Session 18: Regular Expressions: Part II

With help (again) from The Great British Bake Off

Artwork by @allison_horst





New to Code Club?

  • If you didn’t already do this, please follow the Code Club Computer Setup instructions, which also has pointers for if you’re new to R or RStudio.

  • If you’re able to do so, please open RStudio a bit before Code Club starts. If you run into issues, please join the Zoom call early and we’ll help you troubleshoot.



Getting Set Up

Like last week, we’re going to be working with functions from the stringr package, which is one of the core tidyverse packages, so let’s get that loaded first…

## If needed, install the tidyverse:
# install.packages("tidyverse")

## Load the tidyverse -- this will include loading "stringr". 
library(tidyverse)

stringr has lots of useful functions for working with strings. Our focus here is on regular expressions, though, which represent just one component of working with strings. So, we’ll limit the number of stringr functions we work with to try to focus more on the regular expressions themselves. In the previous session, we worked primarily with the str_view_all() function. We’ll see a lot of that one again this week, and maybe a couple more as needed. Maybe we’ll do a stringr-focused session down the road to see more of what it offers, but in the meantime, you can check out the stringr cheatsheet here, which also includes some useful info on regular expressions, if you’re interested.

Intro

In case you missed last week, or could use a refresher, here’s a quick summary…
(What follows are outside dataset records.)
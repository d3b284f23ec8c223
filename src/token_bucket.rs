use crate::algorithms::{Algorithm, AlgorithmEngine, BucketLimits, BucketState};

/// Token bucket: one token is added per elapsed period up to capacity, and a
/// request for `n` permits succeeds when at least `n` tokens are present.
#[derive(Debug, Clone, Copy, Default)]
pub struct TokenBucket;

impl AlgorithmEngine for TokenBucket {
    fn algorithm(&self) -> Algorithm {
        Algorithm::TokenBucket
    }

    fn fresh(&self, limits: &BucketLimits, now_nanos: u64) -> BucketState {
        BucketState {
            algorithm: Algorithm::TokenBucket,
            capacity: limits.capacity,
            level: limits.capacity,
            period_nanos: limits.period_nanos(),
            anchor_nanos: now_nanos,
        }
    }

    fn advance(&self, state: &mut BucketState, now_nanos: u64) {
        let periods = state.elapsed_periods(now_nanos);
        if periods == 0 {
            return;
        }

        state.level = state.level.saturating_add(periods).min(state.capacity);
        // Only whole periods are consumed; the remainder carries into the next call.
        state.anchor_nanos += periods * state.period_nanos;
    }

    fn admit(&self, state: &mut BucketState, permits: u64) -> bool {
        if state.level >= permits {
            state.level -= permits;
            true
        } else {
            false
        }
    }
}

#[cfg(test)]
mod tests {
    use super::*;
    use std::time::Duration;

    const SECOND: u64 = 1_000_000_000;

    fn bucket(capacity: u64) -> BucketState {
        TokenBucket.fresh(&BucketLimits::new(capacity, Duration::from_secs(1)), 0)
    }

    #[test]
    fn test_token_bucket_creation() {
        let state = bucket(10);
        assert_eq!(state.capacity, 10);
        assert_eq!(state.level, 10);
        assert_eq!(state.period_nanos, SECOND);
        assert_eq!(state.anchor_nanos, 0);
    }

    #[test]
    fn test_token_consumption() {
        let state = bucket(10);
        let first = TokenBucket.apply(&state, 5, 0);
        assert!(first.admitted);
        assert_eq!(first.state.level, 5);

        let second = TokenBucket.apply(&first.state, 5, 0);
        assert!(second.admitted);
        assert_eq!(second.state.level, 0);

        let third = TokenBucket.apply(&second.state, 1, 0);
        assert!(!third.admitted);
        assert!(third.persist);
        assert_eq!(third.state.level, 0);
    }

    #[test]
    fn test_failed_request_leaves_level_unchanged() {
        let state = TokenBucket.apply(&bucket(10), 5, 0).state;
        let denied = TokenBucket.apply(&state, 6, 0);
        assert!(!denied.admitted);
        assert_eq!(denied.state.level, 5);
    }

    #[test]
    fn test_refill_is_exact_in_whole_periods() {
        // consume k, wait m periods, expect min(C, C - k + m)
        for (k, m) in [(3u64, 1u64), (7, 2), (9, 20), (4, 0)] {
            let state = TokenBucket.apply(&bucket(10), k as i64, 0).state;
            let view = TokenBucket.peek(&state, m * SECOND);
            assert_eq!(view.level, 10.min(10 - k + m), "k={} m={}", k, m);
        }
    }

    #[test]
    fn test_fractional_progress_is_kept() {
        let mut state = TokenBucket.apply(&bucket(10), 10, 0).state;

        // Ten calls 0.3s apart: 3s elapsed, so exactly three tokens.
        for step in 1..=10u64 {
            TokenBucket.advance(&mut state, step * 300_000_000);
        }
        assert_eq!(state.level, 3);
        assert_eq!(state.anchor_nanos, 3 * SECOND);
    }

    #[test]
    fn test_capacity_overflow_prevention() {
        let state = TokenBucket.apply(&bucket(5), 3, 0).state;
        let view = TokenBucket.peek(&state, 1_000 * SECOND);
        assert_eq!(view.level, 5);
        // anchor still moves by whole periods only
        assert_eq!(view.anchor_nanos, 1_000 * SECOND);
    }

    #[test]
    fn test_negative_and_zero_permits() {
        let state = TokenBucket.apply(&bucket(10), 4, 0).state;

        let negative = TokenBucket.apply(&state, -1, 5 * SECOND);
        assert!(!negative.admitted);
        assert!(!negative.persist);
        assert_eq!(negative.state, state);

        let zero = TokenBucket.apply(&state, 0, 5 * SECOND);
        assert!(zero.admitted);
        assert!(!zero.persist);
        assert_eq!(zero.state, state);
    }

    #[test]
    fn test_request_larger_than_capacity_never_succeeds() {
        let state = bucket(3);
        let attempt = TokenBucket.apply(&state, 4, 100 * SECOND);
        assert!(!attempt.admitted);
        assert_eq!(attempt.state.level, 3);
    }

    #[test]
    fn test_documented_scenario() {
        let state = bucket(10);
        let t = TokenBucket.apply(&state, 5, 0);
        assert!(t.admitted);
        assert_eq!(t.state.level, 5);

        let t = TokenBucket.apply(&t.state, 6, 0);
        assert!(!t.admitted);
        assert_eq!(t.state.level, 5);

        assert_eq!(TokenBucket.peek(&t.state, 3 * SECOND).tokens_left(), 8);

        let t = TokenBucket.apply(&t.state, 8, 3 * SECOND);
        assert!(t.admitted);
        assert_eq!(t.state.level, 0);
    }
}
  • Regular expressions allow you to match specific patterns in text. These can be simple patterns, like matching ‘choco’ in ‘chocolate’, or more complicated patterns, like matching only lines that end with any three or four digits.
  • More complicated matches are possible because there are characters, or in some cases, combinations of characters, that have special meaning. These include the metacharacters, anchors, and quantifiers we saw last week, and they help us define more complicated patterns in text.
  • Sometimes you want to turn the “special meaning” of things like metacharacters, anchors, and quantifiers off to instead interpret the characters literally. The backslash helps us in those cases, and in R, you typically need two of them.

Session Goals

If regular expressions were new to you last week, it might have felt like a lot to digest. And this week we’re just going to add more. But don’t worry – the idea really isn’t that you remember all of the special characters (metacharacters) and rules for matching patterns. Personally, I use regular expressions fairly often, and still don’t remember all of them all the time – it’s easy enough to grab a cheat sheet and look up what you need to know. The more important thing for now is to just get a sense of the types of things regular expressions allow you to do. With that in mind, this week we’ll consider the following additional features/uses of regular expressions…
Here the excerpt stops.